Conservative care during the acute phase includes moist cryotherapy, with the use of a loose sling. This phase usually lasts about two days. Heat usually aggravates the lesion and is likely due to the fact that this is an acute inflammatory process at this stage. The cryotherapy probably reduces the spasm and pain by reducing the nerve conduction velocity which commonly results when the skin temperature is reduced by 5-10 degrees centigrade. Application should be for at least 20 minutes, but no longer; and in the event of skin cyanosis at the application site, it should be discontinued until local arterial color reappears. Complete immobilization is discouraged due to the possibility of development of local adhesions, as well as local ischemia. Active range of motion exercises should be initiated within the first week with emphasis on the first four days. If pain is produced on performing certain motions, that motion must be avoided.

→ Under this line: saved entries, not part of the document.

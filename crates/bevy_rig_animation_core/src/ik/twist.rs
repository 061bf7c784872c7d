use bevy::{
    math::{Quat, Vec3},
    transform::components::Transform,
};

use crate::{
    humanoid::{HumanBone, HumanoidMap},
    pose::SkeletonPose,
};

/// Signed rotation angle of `q` about `axis`, which must be normalized.
pub fn twist_angle(q: Quat, axis: Vec3) -> f32 {
    let q = if q.w < 0. { -q } else { q };
    let projection = Vec3::new(q.x, q.y, q.z).dot(axis);
    2. * projection.atan2(q.w)
}

fn pairs(map: &HumanoidMap) -> [(HumanBone, HumanBone, f32); 8] {
    use HumanBone as B;
    let settings = map.settings();
    // Distal pairs first so that twist cascades up the limb.
    [
        (B::LeftLowerArm, B::LeftHand, settings.lower_arm_twist),
        (B::RightLowerArm, B::RightHand, settings.lower_arm_twist),
        (B::LeftUpperArm, B::LeftLowerArm, settings.upper_arm_twist),
        (B::RightUpperArm, B::RightLowerArm, settings.upper_arm_twist),
        (B::LeftLowerLeg, B::LeftFoot, settings.lower_leg_twist),
        (B::RightLowerLeg, B::RightFoot, settings.lower_leg_twist),
        (B::LeftUpperLeg, B::LeftLowerLeg, settings.upper_leg_twist),
        (B::RightUpperLeg, B::RightLowerLeg, settings.upper_leg_twist),
    ]
}

/// Moves a share of each limb joint's twist onto its parent bone, leaving the child's
/// character-space rotation unchanged. `globals` must be up to date on entry and is kept up
/// to date.
pub fn distribute_twist(map: &HumanoidMap, pose: &mut SkeletonPose, globals: &mut Vec<Transform>) {
    let skeleton = map.skeleton();
    let rest = map.rest_globals();
    for (parent_bone, child_bone, ratio) in pairs(map) {
        if ratio <= 0. {
            continue;
        }
        let (Some(parent), Some(child)) = (map.joint(parent_bone), map.joint(child_bone)) else {
            continue;
        };
        let axis = (globals[child].translation - globals[parent].translation).normalize_or_zero();
        if axis == Vec3::ZERO {
            continue;
        }

        let rest_relative = rest[parent].rotation.inverse() * rest[child].rotation;
        let expected = globals[parent].rotation * rest_relative;
        let angle = twist_angle(globals[child].rotation * expected.inverse(), axis);
        if angle.abs() < 1e-6 {
            continue;
        }

        let parent_rotation = Quat::from_axis_angle(axis, angle * ratio) * globals[parent].rotation;
        let child_rotation = globals[child].rotation;
        skeleton.set_global_rotation(pose, globals, parent, parent_rotation);
        skeleton.compute_globals(pose, globals);
        skeleton.set_global_rotation(pose, globals, child, child_rotation);
        skeleton.compute_globals(pose, globals);
    }
}

#[cfg(test)]
mod test {
    use super::*;
    use crate::humanoid::{
        HumanoidSettings,
        reference::{reference_mapping, reference_skeleton},
    };

    #[test]
    fn test_twist_angle() {
        let q = Quat::from_rotation_x(0.7) * Quat::from_rotation_y(0.0);
        assert!((twist_angle(q, Vec3::X) - 0.7).abs() < 1e-5);
        assert!((twist_angle(-q, Vec3::X) - 0.7).abs() < 1e-5);
        assert!(twist_angle(Quat::from_rotation_z(0.4), Vec3::X).abs() < 1e-5);
    }

    #[test]
    fn test_hand_twist_is_shared_up_the_arm() {
        let map = HumanoidMap::new(
            reference_skeleton().unwrap(),
            &reference_mapping(),
            HumanoidSettings::default(),
        )
        .unwrap();
        let skeleton = map.skeleton();
        let hand = map.joint(HumanBone::LeftHand).unwrap();
        let lower_arm = map.joint(HumanBone::LeftLowerArm).unwrap();
        let upper_arm = map.joint(HumanBone::LeftUpperArm).unwrap();

        let mut pose = skeleton.rest_pose();
        pose.locals[hand].rotation = Quat::from_rotation_x(1.);
        let mut globals = vec![];
        skeleton.compute_globals(&pose, &mut globals);
        let hand_before = globals[hand];

        distribute_twist(&map, &mut pose, &mut globals);

        assert!(globals[hand].rotation.angle_between(hand_before.rotation) < 1e-4);
        assert!(globals[hand].translation.abs_diff_eq(hand_before.translation, 1e-5));
        assert!(
            globals[lower_arm]
                .rotation
                .angle_between(Quat::from_rotation_x(0.5))
                < 1e-4
        );
        assert!(
            globals[upper_arm]
                .rotation
                .angle_between(Quat::from_rotation_x(0.25))
                < 1e-4
        );
    }
}
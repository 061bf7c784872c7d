use super::Clip;
use crate::{mask::PoseMask, pose::Pose};

/// A single static pose held for `duration` seconds.
#[derive(Debug, Clone)]
pub struct ConstantClip {
    channels: Vec<f32>,
    duration: f32,
    written: PoseMask,
}

impl ConstantClip {
    pub fn new(pose: &Pose, duration: f32) -> Self {
        Self {
            channels: pose.to_channels(),
            duration: duration.max(0.),
            written: PoseMask::ALL,
        }
    }

    pub fn with_written(mut self, written: PoseMask) -> Self {
        self.written = written;
        self
    }
}

impl Clip for ConstantClip {
    fn duration(&self) -> f32 {
        self.duration
    }

    fn evaluate(&self, _time: f32, values: &mut [f32]) {
        let len = values.len().min(self.channels.len());
        values[..len].copy_from_slice(&self.channels[..len]);
    }

    fn written(&self) -> PoseMask {
        self.written
    }
}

As the shoulder complex begins to heal, as evidenced by motion without pain, dangling passive pendular exercises should be commenced. Following several days of this regimen without pain, the same exercises may begin in the active mode. As the range of motion exercise become less painful with motion, moist heat may be applied, and this could possibly be by the third day in some cases. Additionally, at such a point in the program, it may be of help to apply lidocaine/cortisone phonophoresis using 0.5 percent hydrocortisone ointment and 2.5 percent lidocaine together as the coupling agent using 0.75 W/cm2 pulsed ultrasonic energy. The sonation beam should be directed into the site of the lesion. In this authors experience, the regimen following the acute phase which is most effective is the use of lidocaine/cortisone phonophoresis, range of motion exercises, and moist heat application.

In the opinion of his author, it is unwise to inject additional fluids into an area already inflamed and containing inflammatory edema (excess fluid). Ultrasonic energy, however, has been shown to dissipate tissue fluid and transudate. At one megacycle, the standard medical ultrasonic wave generates approximately five atmospheres of pressure, which is, of course, about 75 p.s.i. of radial pressure. This is the principle mechanism of medical phonophoresis.

References

Cailliet, R: Shoulder Pain. F.A. Davis Publishers, 1980.

Davis RV: Therapeutic Modalities for the Clinical Health Sciences, ed 1. Copyright -- Library of Congress, TU-389-661, 1983.

Griffin JE, Karselis TC: Physical Agents for Physical Therapists, ed 2. Springfield: Charles C. Thomas, 1982.

Krusen, Kottke, Ellwood: Handbook of Physical Medicine & Rehabilitation, ed 2. Philadelphia: W.B. Saunders Company, 1971.

Netter F: Musculoskeletal Disorders. The Ciba Collection, Part II.

Schriber WA: A Manual of Electrotherapy, ed 4. Philadelphia: Lea & Feibiger, 1975.